Incuriosito e un po’ preoccupato dai recenti dati sui contagi diffusi dai media, ho deciso di cercare informazioni più approfondite e mi sono imbattuto in alcuni rapporti dell’Istituto Superiore della Sanità che ho trovato molto interessanti. Questo articolo non parla della pandemia, mettiamo subito le cose in chiaro. Non ne ho mai parlato e non intendo iniziare ora; ho iniziato da quei dati perché sono stati lo spunto per una riflessione più generale sulla rappresentazione della realtà. È questa riflessione che oggi volevo condividere con chi mi segue.

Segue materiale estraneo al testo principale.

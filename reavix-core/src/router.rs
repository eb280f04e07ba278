//! Router: route registry plus one path trie per method, behind a single mutex.
//!
//! Every registration and every lookup takes the same lock. Critical sections are in-memory
//! walks bounded by path length; handlers are cloned out and run after the lock is released.

use std::collections::HashMap;

use parking_lot::Mutex;

use crate::pipeline::HandlerRef;
use crate::registry::RouteRegistry;
use crate::security::RateLimit;
use crate::trie::{segments, PathParam, PathTrie};
use crate::CoreError;

/// Result of [`Router::match_route`].
#[derive(Clone)]
pub struct RouteMatch {
    pub handler: HandlerRef,
    pub params: Vec<PathParam>,
    pub rate_limit: Option<RateLimit>,
}

struct RouterState {
    registry: Option<RouteRegistry<HandlerRef>>,
    tries: HashMap<String, PathTrie<HandlerRef>>,
}

pub struct Router {
    state: Mutex<RouterState>,
}

/// Canonical form of a path template: leading slash, no empty segments.
pub fn normalize_path(path: &str) -> String {
    let mut out = String::with_capacity(path.len() + 1);
    for segment in segments(path) {
        out.push('/');
        out.push_str(segment);
    }
    if out.is_empty() {
        out.push('/');
    }
    out
}

impl Router {
    /// Uninitialized router; call [`initialize`](Self::initialize) before registering.
    pub fn new() -> Self {
        Self {
            state: Mutex::new(RouterState {
                registry: None,
                tries: HashMap::new(),
            }),
        }
    }

    pub fn with_max_routes(max_routes: usize) -> Result<Self, CoreError> {
        let router = Self::new();
        router.initialize(max_routes)?;
        Ok(router)
    }

    /// One-time setup. Fails without side effects when already initialized or `max_routes == 0`.
    pub fn initialize(&self, max_routes: usize) -> Result<(), CoreError> {
        let mut state = self.state.lock();
        if state.registry.is_some() {
            return Err(CoreError::AlreadyInitialized);
        }
        state.registry = Some(RouteRegistry::with_capacity(max_routes)?);
        tracing::debug!(max_routes, "router initialized");
        Ok(())
    }

    pub fn is_initialized(&self) -> bool {
        self.state.lock().registry.is_some()
    }

    /// Register `handler` for `(method, path)`.
    ///
    /// The path is normalized first, so `/a/` and `/a` name the same route. A template that
    /// resolves to an already bound trie node is a conflict even when spelled differently:
    /// `/users/:name` after `/users/:id` is refused rather than left unreachable. See
    /// "Parameter collisions" in DESIGN.md.
    /// The trie insert runs before the registry append and both happen under one lock, so a
    /// failure leaves neither structure modified.
    pub fn register(&self, method: &str, path: &str, handler: HandlerRef) -> Result<(), CoreError> {
        if path.is_empty() {
            return Err(CoreError::InvalidArgument("empty path".into()));
        }
        let path = normalize_path(path);
        let mut guard = self.state.lock();
        let state = &mut *guard;
        let registry = state.registry.as_mut().ok_or(CoreError::NotInitialized)?;
        if let Err(e) = registry.check(method, &path) {
            tracing::warn!(method, path = %path, error = %e, "route rejected");
            return Err(e);
        }
        let trie = state.tries.entry(method.to_owned()).or_default();
        // `/users/:id` and `/users/:name` land on the same node.
        if trie.get(&path).is_some() {
            tracing::warn!(method, path = %path, "route collides with an existing parameter route");
            return Err(CoreError::Conflict {
                method: method.to_owned(),
                path,
            });
        }
        trie.insert(&path, handler.clone())?;
        registry.push(method, &path, handler)?;
        tracing::info!(method, path = %path, "route registered");
        Ok(())
    }

    /// Attach a rate limit to a registered route.
    pub fn set_rate_limit(&self, method: &str, path: &str, limit: RateLimit) -> Result<(), CoreError> {
        let path = normalize_path(path);
        let mut state = self.state.lock();
        let attached = state
            .tries
            .get_mut(method)
            .map(|trie| trie.set_rate_limit(&path, limit))
            .unwrap_or(false);
        if attached {
            Ok(())
        } else {
            Err(CoreError::InvalidArgument(format!(
                "no route registered for {} {}",
                method, path
            )))
        }
    }

    /// Match a request path against the routes registered for `method`.
    pub fn match_route(&self, method: &str, path: &str) -> Option<RouteMatch> {
        let state = self.state.lock();
        let found = state.tries.get(method)?.match_path(path)?;
        Some(RouteMatch {
            handler: found.value.clone(),
            params: found.params,
            rate_limit: found.rate_limit.cloned(),
        })
    }

    /// Whether any method has a route matching `path`.
    pub fn matches_any_method(&self, path: &str) -> bool {
        let state = self.state.lock();
        state.tries.values().any(|t| t.match_path(path).is_some())
    }

    /// Registered `(method, path)` pairs in registration order.
    pub fn routes(&self) -> Vec<(String, String)> {
        let state = self.state.lock();
        state
            .registry
            .iter()
            .flat_map(|r| r.entries())
            .map(|e| (e.method.clone(), e.path.clone()))
            .collect()
    }

    /// Number of registry entries.
    pub fn len(&self) -> usize {
        let state = self.state.lock();
        state.registry.as_ref().map_or(0, |r| r.len())
    }

    pub fn is_empty(&self) -> bool {
        self.len() == 0
    }

    /// Number of terminal trie nodes across all methods.
    pub fn leaf_count(&self) -> usize {
        let state = self.state.lock();
        state.tries.values().map(|t| t.len()).sum()
    }
}

impl Default for Router {
    fn default() -> Self {
        Self::new()
    }
}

Capire quei dati ha richiesto un po’ di tempo e in un paio di occasioni ho dovuto chiedere l’aiuto di Google, perché le mie conoscenze erano insufficienti. Ho ricevuto l’ennesima conferma che se si vuole capire qualcosa di un argomento, bisogna essere disposti a investirvi tempo ed energie. E purtroppo, talvolta, comunque non basta, perché determinati argomenti appartengono ad ambiti talmente specialistici che occorrerebbero anni, percorsi di apprendimento strutturato e tanta esperienza. Talvolta, purtroppo, bisogna rassegnarsi al fatto che rispetto a certi argomenti siamo ignoranti e nonostante i nostri sforzi potremmo averne sempre solo una conoscenza molto superficiale. Che si parli di motori, di biciclette, di preparazione atletica o di filosofia indiana la sostanza non cambia: bisogna studiare. Altrimenti non ha senso parlare, si fa più bella figura e si ottiene di più ascoltando chi ne sa.
Ma allora perché sei andato a cercare informazioni, direte voi.
Perché pur non avendo l’ambizione di spiegare il complesso fenomeno dei contagi cercavo di crearmi una chiave di lettura, una griglia anche molto schematica per catalogare le molte – talvolta troppe – informazioni che si sentono in giro. Cercavo, insomma, di capirci qualcosa. Senza idee preconcette, desideroso solo di sentirmi un po’ meno ignorante rispetto a quell’argomento. Dico un po’ meno non a caso, perché di sicuro una mattinata di ricerche non ha fatto di me un esperto; non avrebbe reso esperto nessuno, di nessun argomento complesso.
Sui social – i quali, piaccia o meno, mostrano uno spaccato eloquente della società in cui viviamo – si parla spesso di salute, di cambiamento climatico, di giustizia, di religione e chi più ne ha più ne metta con una leggerezza che mi sconvolge. Lo vedo ogni giorno e ogni giorno mi chiedo come si possa indulgere in quel modo alla propria ignoranza senza provare non dico vergogna ma almeno il desiderio di rimediarvi, anche solo in parte. Magari ascoltando chi ne sa.
Bisogna che ci rassegniamo al fatto che non sempre la verità è ovvia e alla portata di tutti. Se leggiamo un articolo sulle cromodinamica quantistica e non ci capiamo nulla non è a causa di una cospirazione della lobby dei fisici teorici, siamo semplicemente noi ad essere ignoranti. Potremmo esserlo un po’ meno cercando informazioni su Google ma il poco in questione rientrerebbe comunque nell’ordine di grandezza degli infinitesimi.
Quello a cui ho la sensazione di assistere da tempo è un fuga generale dalla fatica, un’orrore collettivo per lo sforzo che personalmente mi atterrisce. Non è una società migliore una società che non ascolta, che aspira a un ambiente salubre ma non vuole fare la fatica di capirci qualcosa dei fenomeni alterativi delle matrici, che pretende giustizia ma condanna chiunque senza processo, che vuole uscire dall’incubo della pandemia ma volta le spalle ai grafici dell’ISS. Internet lo ha capito e infatti siamo bombardati dalla pubblicità di siti che promettono di insegnare le lingue in cinque minuti di studio al giorno, di dimagrire senza fare al dieta, di arricchirci senza lavorare. Mettiamoci l’anima in pace: nulla res magna sine labore venit, non si consegue nulla di grande senza sforzo.
Lo dicevano i latini. E secondo me avevano ragione.